College on the other hand is all about choice. Everything from choosing what schools to apply to, what majors to study, what class schedule to enroll in, what student activities to participate in, to where to live, what part time jobs to take, and more. Sometimes these are the first times we need to make informed decisions on our own, without guidance or people to advise us. We’re around civilians who have never served on a daily basis. Our faculty are not military members as were our instructors and faculty while we served. Things aredifferent. Not bad, not good necessarily, but different. (For me they were good!)
When I went to college and then later law school after service I had an interesting experience with rejoining the civilian world. Mere months after I left the military I enrolled in and began attending Iowa State University. I moved into the adult student/graduate student dorms, because I was an adult student aged 25. The first person I met was my roommate, also a veteran. Of course that too was different – he was a veteran of the Ukrainian military. Quite a change from the Cold War in which I had served, rather than an “adversary”, he was now my roommate. We had a lot in common in having served our countries in our respective militaries, though we never really got to know each other well. (I’ll never forget the first time my alarm went off and he came out of bed standing at attention!)
Over the next few weeks I met other veterans in the dormitory. My next roommate was a Navy veteran. Good friends were Army veterans, serving National Guard members, a spouse of a Navy service member who was at sea, a Royal Norwegian Air Force veteran. Outside of the dormitory, in the Adult Students on Campus and Adult Student Scholarship Fund groups I joined, there were Army and Air Force veterans, some from the then current era of service, some dating back to Vietnam.

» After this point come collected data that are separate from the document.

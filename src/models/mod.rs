mod app;
mod schedule;

pub use app::{normalize_exe_path, BlockedApp};
pub use schedule::{BlockSchedule, WeekdayMask};
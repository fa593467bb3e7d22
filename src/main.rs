use std::path::PathBuf;
use std::time::Duration;

use anyhow::{anyhow, bail, Context, Result};
use chrono::{Local, NaiveTime};
use clap::{Parser, Subcommand};

use foccuss::db::Database;
use foccuss::models::{normalize_exe_path, BlockSchedule, WeekdayMask};
use foccuss::system::processes::{is_protected_process, ProcessTable};

#[derive(Parser)]
#[command(name = "foccuss", about = "Schedule-gated application blocker", version)]
struct Cli {
    /// SQLite database location. Defaults to the per-user data directory.
    #[arg(long, global = true)]
    db_path: Option<PathBuf>,

    #[command(subcommand)]
    command: Commands,
}

#[derive(Subcommand)]
enum Commands {
    /// Run the monitor until interrupted.
    Run {
        /// Scan interval in milliseconds.
        #[arg(long, default_value_t = 1000)]
        interval_ms: u64,

        /// Host the monitor on a dedicated worker thread instead of the
        /// interactive runtime loop.
        #[arg(long)]
        service: bool,
    },
    /// List blocklist entries.
    List,
    /// Add an executable to the blocklist.
    Block {
        path: String,

        /// Display name; defaults to the executable's file stem.
        #[arg(long)]
        name: Option<String>,
    },
    /// Remove an executable from the blocklist.
    Unblock { path: String },
    /// Show currently running processes eligible for blocking.
    Running,
    /// Inspect or change the blocking schedule.
    Schedule {
        #[command(subcommand)]
        command: ScheduleCommands,
    },
}

#[derive(Subcommand)]
enum ScheduleCommands {
    Show,
    Set {
        /// Window start, HH:MM.
        #[arg(long)]
        start: String,

        /// Window end, HH:MM. An end before the start wraps past midnight.
        #[arg(long)]
        end: String,

        /// Comma-separated days, e.g. "mon,tue,wed,thu,fri".
        #[arg(long)]
        days: String,

        #[arg(long, default_value_t = true, action = clap::ArgAction::Set)]
        active: bool,
    },
}

fn default_db_path() -> Result<PathBuf> {
    let base = dirs::data_dir().ok_or_else(|| anyhow!("no user data directory available"))?;
    Ok(base.join("foccuss").join("foccuss.sqlite3"))
}

fn parse_time(value: &str) -> Result<NaiveTime> {
    NaiveTime::parse_from_str(value, "%H:%M")
        .with_context(|| format!("invalid time {value:?}, expected HH:MM"))
}

fn parse_days(value: &str) -> Result<WeekdayMask> {
    let mut days = WeekdayMask::default();
    for token in value.split(',') {
        match token.trim().to_lowercase().as_str() {
            "mon" | "monday" => days.monday = true,
            "tue" | "tuesday" => days.tuesday = true,
            "wed" | "wednesday" => days.wednesday = true,
            "thu" | "thursday" => days.thursday = true,
            "fri" | "friday" => days.friday = true,
            "sat" | "saturday" => days.saturday = true,
            "sun" | "sunday" => days.sunday = true,
            other => bail!("unknown day {other:?}"),
        }
    }
    Ok(days)
}

#[tokio::main]
async fn main() -> Result<()> {
    env_logger::Builder::from_default_env()
        .filter_level(log::LevelFilter::Info)
        .init();

    let cli = Cli::parse();
    let db_path = match cli.db_path {
        Some(path) => path,
        None => default_db_path()?,
    };
    let db = Database::new(db_path)?;

    match cli.command {
        Commands::Run {
            interval_ms,
            service,
        } => run_monitor(db, Duration::from_millis(interval_ms), service).await,
        Commands::List => {
            let apps = db.get_blocked_apps().await?;
            if apps.is_empty() {
                println!("Blocklist is empty");
                return Ok(());
            }
            for app in apps {
                println!("{}\t{}", app.name, app.path);
            }
            Ok(())
        }
        Commands::Block { path, name } => {
            let name = match name {
                Some(name) => name,
                None => PathBuf::from(&path)
                    .file_stem()
                    .map(|stem| stem.to_string_lossy().into_owned())
                    .ok_or_else(|| anyhow!("cannot derive a name from {path:?}"))?,
            };
            db.add_blocked_app(&path, &name).await?;
            println!("Blocked {} ({})", name, normalize_exe_path(&path));
            Ok(())
        }
        Commands::Unblock { path } => {
            db.remove_blocked_app(&path).await?;
            println!("Unblocked {}", normalize_exe_path(&path));
            Ok(())
        }
        Commands::Running => {
            let table = ProcessTable::new();
            let mut processes = table.snapshot();
            processes.sort_by(|a, b| a.name.to_lowercase().cmp(&b.name.to_lowercase()));
            for process in processes {
                if is_protected_process(&process.name) {
                    continue;
                }
                let path = table
                    .executable_path(process.pid)
                    .map(|path| normalize_exe_path(&path.to_string_lossy()))
                    .unwrap_or_default();
                println!("{}\t{}\t{}", process.pid, process.name, path);
            }
            Ok(())
        }
        Commands::Schedule { command } => match command {
            ScheduleCommands::Show => {
                match db.get_block_schedule().await? {
                    Some(schedule) => {
                        println!("{}", serde_json::to_string_pretty(&schedule)?);
                        println!(
                            "Blocking right now: {}",
                            schedule.is_blocking_at(Local::now())
                        );
                    }
                    None => println!("No schedule configured; blocking is inactive"),
                }
                Ok(())
            }
            ScheduleCommands::Set {
                start,
                end,
                days,
                active,
            } => {
                let schedule = BlockSchedule {
                    start: parse_time(&start)?,
                    end: parse_time(&end)?,
                    days: parse_days(&days)?,
                    active,
                };
                db.update_block_schedule(&schedule).await?;
                println!("{}", serde_json::to_string_pretty(&schedule)?);
                Ok(())
            }
        },
    }
}

#[cfg(windows)]
async fn run_monitor(db: Database, interval: Duration, service: bool) -> Result<()> {
    use std::sync::Arc;

    use log::info;

    use foccuss::host::ServiceHost;
    use foccuss::monitor::{MonitorController, MonitorEngine};
    use foccuss::system::native::NativeSystem;

    let system = Arc::new(NativeSystem::new());
    let (events, mut event_rx) = tokio::sync::mpsc::unbounded_channel();
    let engine = MonitorEngine::new(db, system, events);

    // Headless consumer: every detection is logged. GUI collaborators
    // subscribe to the same channel and drive overlays from it.
    tokio::spawn(async move {
        while let Some(event) = event_rx.recv().await {
            info!(
                "Blocked window detected: {} ({}) pid {} window {:?}",
                event.app_name, event.app_path, event.pid, event.window
            );
        }
    });

    if service {
        let engine = Arc::new(tokio::sync::Mutex::new(engine));
        let host = ServiceHost::new();
        host.start(engine, interval);
        tokio::signal::ctrl_c().await?;
        host.stop();
    } else {
        let controller = MonitorController::new(engine).with_tick_interval(interval);
        controller.start_monitoring().await;
        tokio::signal::ctrl_c().await?;
        controller.stop_monitoring().await;
    }

    info!("Shutdown complete");
    Ok(())
}

#[cfg(not(windows))]
async fn run_monitor(_db: Database, _interval: Duration, _service: bool) -> Result<()> {
    bail!("process monitoring requires Windows")
}
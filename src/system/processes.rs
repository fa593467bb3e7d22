use std::path::PathBuf;
use std::sync::Mutex;

use sysinfo::{ProcessRefreshKind, ProcessesToUpdate, System};

use super::{ProcessId, ProcessInfo};

/// Process names that must never be blocked: the shell and core OS
/// processes, plus the monitor's own executable.
const PROTECTED_NAME_PREFIX: &str = "system";
const PROTECTED_NAMES: &[&str] = &["explorer.exe"];
const SELF_MARKER: &str = "foccuss";

/// Whether a process is off-limits for blocking, by case-insensitive name
/// match. Blocking the shell or ourselves would destabilize the session.
pub fn is_protected_process(name: &str) -> bool {
    let lower = name.to_lowercase();
    lower.starts_with(PROTECTED_NAME_PREFIX)
        || lower.contains(SELF_MARKER)
        || PROTECTED_NAMES.contains(&lower.as_str())
}

/// Whether an executable path belongs to the monitoring application itself.
pub fn is_own_executable(path: &str) -> bool {
    path.to_lowercase().contains(SELF_MARKER)
}

/// Cross-platform process table built on sysinfo. Refreshing needs `&mut`,
/// so the inner `System` sits behind a mutex and callers stay `&self`.
pub struct ProcessTable {
    system: Mutex<System>,
}

impl ProcessTable {
    pub fn new() -> Self {
        Self {
            system: Mutex::new(System::new()),
        }
    }

    /// Snapshots the process table. A poisoned lock yields an empty
    /// snapshot; the next tick retries.
    pub fn snapshot(&self) -> Vec<ProcessInfo> {
        let Ok(mut system) = self.system.lock() else {
            return Vec::new();
        };

        // everything() ensures names and exe paths are populated.
        system.refresh_processes_specifics(
            ProcessesToUpdate::All,
            ProcessRefreshKind::everything(),
        );

        system
            .processes()
            .iter()
            .map(|(pid, process)| ProcessInfo {
                pid: pid.as_u32(),
                name: process.name().to_string_lossy().into_owned(),
            })
            .collect()
    }

    /// Executable path from the most recent snapshot. `None` when the
    /// process exited mid-scan or the path is not readable.
    pub fn executable_path(&self, pid: ProcessId) -> Option<PathBuf> {
        let system = self.system.lock().ok()?;
        system
            .process(sysinfo::Pid::from_u32(pid))
            .and_then(|process| process.exe().map(|path| path.to_path_buf()))
    }
}

impl Default for ProcessTable {
    fn default() -> Self {
        Self::new()
    }
}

I had a cadre of fellow veterans, of international students who were veterans also, and of serving Guard members. I felt at home. Unlike some stories I read now, I was not having difficulty transitioning into higher education – I was in love with higher education! I had the opportunity to learn, to interact with new ideas, to be exposed to rigorous academics. But I was also comforted by the familiar around me, and we gave each other advice, counsel, and, even, focus. We raised money for other veterans and adult students.
Then something interesting started to happen. My friends and colleagues introduced me to their friends. I met my own friends. People who weren’t veterans. People who were amazingly diverse, both in their backgrounds, but also in their experiences. As I noted, even as an undergrad, I was in a graduate student and adult student dormitory. One person I met was a 75-year-old woman pursuing her degree “because it’s a lot cheaper than a nursing home and it keeps me young!” I learned to relate my military experiences to their life experiences. I heard alternative perspectives from around the world. From people pursuing undergraduate and graduate degrees after varied business and industry roles, not at all affiliated with military service. I met undergrad and graduate students pursuing research in subjects I knew nothing about. My intellectual curiosity was sparked and my appetite for learning fed!
I noticed something else – the veterans who had gotten to know each other spread out. They bridged the “civilian-military” divide by engaging and interacting with others with no experience of military service. We learned from each other, expanded our circles, opened our minds and those of our peers who had never served, rejected our pre-conceived notions of others and helped others do the same. We built on the characteristics and traits we had garnered from military service and went on to graduate. We pursued professional schools, graduate school, civilian careers, and even ongoing military service. We built families. Became leaders in our communities. Built businesses. Taught in local schools. We became civilians during our education and after our service. And even more important, we transitioned our brothers and sisters from service to civilian at the same time. We didn’t have SVA at that time. Now we do, and SVA does the same thing! That’s the power of Student Veterans of America. That’s the power of our chapters. That’s the power of peers. That’s why I and others at SVA do what we do.